OpenAI’s  open-weight text-reasoning large language models (LLMs) were trained on NVIDIA H100 GPUs and run inference best on the hundreds of millions of GPUs running the NVIDIA CUDA platform.

The models are now available as NVIDIA NIM microservices, offering deployment on any GPU-accelerated infrastructure with flexibility, data privacy and enterprise-grade security.

With software optimisations for the NVIDIA Blackwell platform, the models offer optimal inference on NVIDIA GB200 NVL72 systems, achieving 1.5 million tokens per second.

NVIDIA Blackwell (pictured) includes innovations such as NVFP4 4-bit precision, which enables high-accuracy inference while  reducing power and memory requirements.
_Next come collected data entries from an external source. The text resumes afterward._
//! Resolution of type identities across referenced modules.
//!
//! A [`Resolver`] owns the modules a weave can see besides the one being rewritten: the
//! built-in system and contract modules plus every module named on the reference list.
//! Type references are resolved relative to the module that holds them, so a reference with
//! no scope is looked up in that module and a scoped reference in the named module.

use std::path::{Path, PathBuf};

use crate::{
    file,
    metadata::{
        method::{FieldDef, PropertyDef},
        module::Module,
        signatures::TypeRef,
        typedef::TypeDef,
    },
    weaver::contract,
    Error, Result,
};

/// Upper bound on base-chain walks, guards against cyclic inheritance in malformed input
const MAX_BASE_DEPTH: usize = 64;

/// A type definition together with the module defining it
#[derive(Debug, Clone, Copy)]
pub struct ResolvedType<'a> {
    /// Defining module
    pub module: &'a Module,
    /// The definition
    pub def: &'a TypeDef,
}

impl<'a> ResolvedType<'a> {
    /// Full name of the type
    #[must_use]
    pub fn full_name(&self) -> String {
        self.module
            .full_name(self.def.token)
            .unwrap_or_else(|| self.def.name.clone())
    }

    /// Canonical identity: defining module plus full name
    #[must_use]
    pub fn canonical(&self) -> TypeRef {
        TypeRef::external(self.module.name.clone(), self.full_name())
    }

    /// Field `name` declared directly on this type
    #[must_use]
    pub fn field(&self, name: &str) -> Option<&'a FieldDef> {
        self.def
            .fields
            .iter()
            .filter_map(|tok| self.module.field(*tok))
            .find(|f| f.name == name)
    }

    /// Property `name` declared directly on this type
    #[must_use]
    pub fn property(&self, name: &str) -> Option<&'a PropertyDef> {
        self.def
            .properties
            .iter()
            .filter_map(|tok| self.module.property(*tok))
            .find(|p| p.name == name)
    }
}

/// The set of modules available for resolution
#[derive(Debug, Clone)]
pub struct Resolver {
    modules: Vec<Module>,
}

impl Resolver {
    /// A resolver that knows only the built-in system and contract modules
    ///
    /// # Errors
    /// Fails only if the built-in modules cannot be constructed.
    pub fn new() -> Result<Self> {
        Ok(Resolver {
            modules: vec![contract::system_module()?, contract::contract_module()?],
        })
    }

    /// A resolver that additionally loads every module in `paths`
    ///
    /// # Errors
    /// Returns [`Error::AssemblyResolution`] naming the first module that cannot be loaded.
    pub fn with_references<P: AsRef<Path>>(paths: &[P]) -> Result<Self> {
        let mut resolver = Self::new()?;
        for path in paths {
            let path = path.as_ref();
            let module = file::load_module(path).map_err(|e| {
                Error::AssemblyResolution(format!("{}: {e}", path.display()))
            })?;
            log::debug!("Loaded reference {} from {}", module.name, path.display());
            resolver.add_module(module);
        }
        Ok(resolver)
    }

    /// Adds a module; a later module with the same name shadows an earlier one
    pub fn add_module(&mut self, module: Module) {
        self.modules.retain(|m| m.name != module.name);
        self.modules.push(module);
    }

    /// The loaded module called `name`
    #[must_use]
    pub fn module(&self, name: &str) -> Option<&Module> {
        self.modules.iter().find(|m| m.name == name)
    }

    /// Mutable access to the loaded module called `name`
    pub fn module_mut(&mut self, name: &str) -> Option<&mut Module> {
        self.modules.iter_mut().find(|m| m.name == name)
    }

    /// Resolves `ty` as referenced from `from`
    #[must_use]
    pub fn resolve<'a>(&'a self, from: &'a Module, ty: &TypeRef) -> Option<ResolvedType<'a>> {
        let module = match &ty.scope {
            None => from,
            Some(scope) if *scope == from.name => from,
            Some(scope) => self.module(scope)?,
        };
        let def = module.find_type(&ty.full_name)?;
        Some(ResolvedType { module, def })
    }

    /// Resolves `ty` or reports it as missing
    ///
    /// # Errors
    /// Returns [`Error::TypeNotFound`] if `ty` does not resolve.
    pub fn require<'a>(&'a self, from: &'a Module, ty: &TypeRef) -> Result<ResolvedType<'a>> {
        self.resolve(from, ty)
            .ok_or_else(|| Error::TypeNotFound(ty.to_string()))
    }

    /// `ty` followed by its base types, nearest first, as far as they resolve
    #[must_use]
    pub fn base_chain<'a>(&'a self, from: &'a Module, ty: &TypeRef) -> Vec<ResolvedType<'a>> {
        let mut chain = Vec::new();
        let mut current = self.resolve(from, ty);
        while let Some(resolved) = current {
            if chain.len() >= MAX_BASE_DEPTH {
                break;
            }
            chain.push(resolved);
            current = resolved
                .def
                .base
                .as_ref()
                .and_then(|base| self.resolve(resolved.module, base));
        }
        chain
    }

    /// True if `ty` is `base_full_name` or derives from it
    #[must_use]
    pub fn inherits_from(&self, from: &Module, ty: &TypeRef, base_full_name: &str) -> bool {
        self.base_chain(from, ty)
            .iter()
            .any(|resolved| resolved.full_name() == base_full_name)
    }

    /// Reference to `canonical` as written inside `from`: unscoped when `from` defines it
    #[must_use]
    pub fn localize(from: &Module, canonical: &TypeRef) -> TypeRef {
        match &canonical.scope {
            Some(scope) if *scope == from.name => TypeRef::local(canonical.full_name.clone()),
            _ => canonical.clone(),
        }
    }
}

/// Splits a `;`-delimited reference list, ignoring empty entries
#[must_use]
pub fn parse_reference_list(list: &str) -> Vec<PathBuf> {
    list.split(';')
        .map(str::trim)
        .filter(|entry| !entry.is_empty())
        .map(PathBuf::from)
        .collect()
}

#[cfg(test)]
mod tests {
    use super::*;
    use crate::metadata::typedef::TypeAttributes;

    fn user_module() -> Result<Module> {
        let mut module = Module::new("Sample");
        module.references.push(contract::CONTRACT_MODULE.to_string());
        let mut log = TypeDef::new("Sample", "LogAspect", TypeAttributes::PUBLIC);
        log.base = Some(contract::base_aspect_type());
        module.add_type(log)?;
        let mut derived = TypeDef::new("Sample", "TimedLogAspect", TypeAttributes::PUBLIC);
        derived.base = Some(TypeRef::local("Sample.LogAspect"));
        module.add_type(derived)?;
        module.add_type(TypeDef::new("Sample", "Plain", TypeAttributes::PUBLIC))?;
        Ok(module)
    }

    #[test]
    fn test_cross_module_inheritance() -> Result<()> {
        let resolver = Resolver::new()?;
        let module = user_module()?;
        let derived = TypeRef::local("Sample.TimedLogAspect");
        assert!(resolver.inherits_from(&module, &derived, contract::BASE_ASPECT));
        assert!(resolver.inherits_from(&module, &derived, contract::SYSTEM_OBJECT));
        assert!(!resolver.inherits_from(&module, &TypeRef::local("Sample.Plain"), contract::BASE_ASPECT));

        let chain: Vec<String> = resolver
            .base_chain(&module, &derived)
            .iter()
            .map(ResolvedType::full_name)
            .collect();
        assert_eq!(
            chain,
            vec![
                "Sample.TimedLogAspect",
                "Sample.LogAspect",
                "AspectWeave.BaseAspect",
                "System.Object"
            ]
        );
        Ok(())
    }

    #[test]
    fn test_unresolved_scope() -> Result<()> {
        let resolver = Resolver::new()?;
        let module = user_module()?;
        let missing = TypeRef::external("Missing", "Missing.Aspect");
        assert!(resolver.resolve(&module, &missing).is_none());
        assert!(matches!(
            resolver.require(&module, &missing),
            Err(Error::TypeNotFound(_))
        ));
        Ok(())
    }

    #[test]
    fn test_canonical_and_localize() -> Result<()> {
        let resolver = Resolver::new()?;
        let module = user_module()?;
        let resolved = resolver.require(&module, &TypeRef::local("Sample.LogAspect"))?;
        let canonical = resolved.canonical();
        assert_eq!(canonical, TypeRef::external("Sample", "Sample.LogAspect"));
        assert_eq!(Resolver::localize(&module, &canonical), TypeRef::local("Sample.LogAspect"));
        assert_eq!(
            Resolver::localize(&module, &contract::base_aspect_type()),
            contract::base_aspect_type()
        );
        Ok(())
    }

    #[test]
    fn test_reference_list() {
        assert_eq!(
            parse_reference_list("a.json; ;b.json;"),
            vec![PathBuf::from("a.json"), PathBuf::from("b.json")]
        );
        assert!(parse_reference_list("").is_empty());
    }

    #[test]
    fn test_missing_reference_file() {
        let result = Resolver::with_references(&["/nonexistent/reference.json"]);
        assert!(matches!(result, Err(Error::AssemblyResolution(_))));
    }
}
This makes it possible to deploy trillion-parameter LLMs in real time.

NVIDIA CUDA lets users deploy and run AI models anywhere, from the  NVIDIA DGX Cloud platform to NVIDIA GeForce RTX– and NVIDIA RTX PRO-powered PCs and workstations.

There are over 450 million NVIDIA CUDA downloads to date, and starting today, the massive community of CUDA developers gains access to these latest models, optimized to run on the NVIDIA technology stack they already use.

Demonstrating their commitment to open-sourcing software, OpenAI and NVIDIA have collaborated with top open framework providers to provide model optimizations for FlashInfer, Hugging Face, llama.cpp, Ollama and vLLM, in addition to NVIDIA Tensor-RT LLM and other libraries, so developers can build with their framework of choice.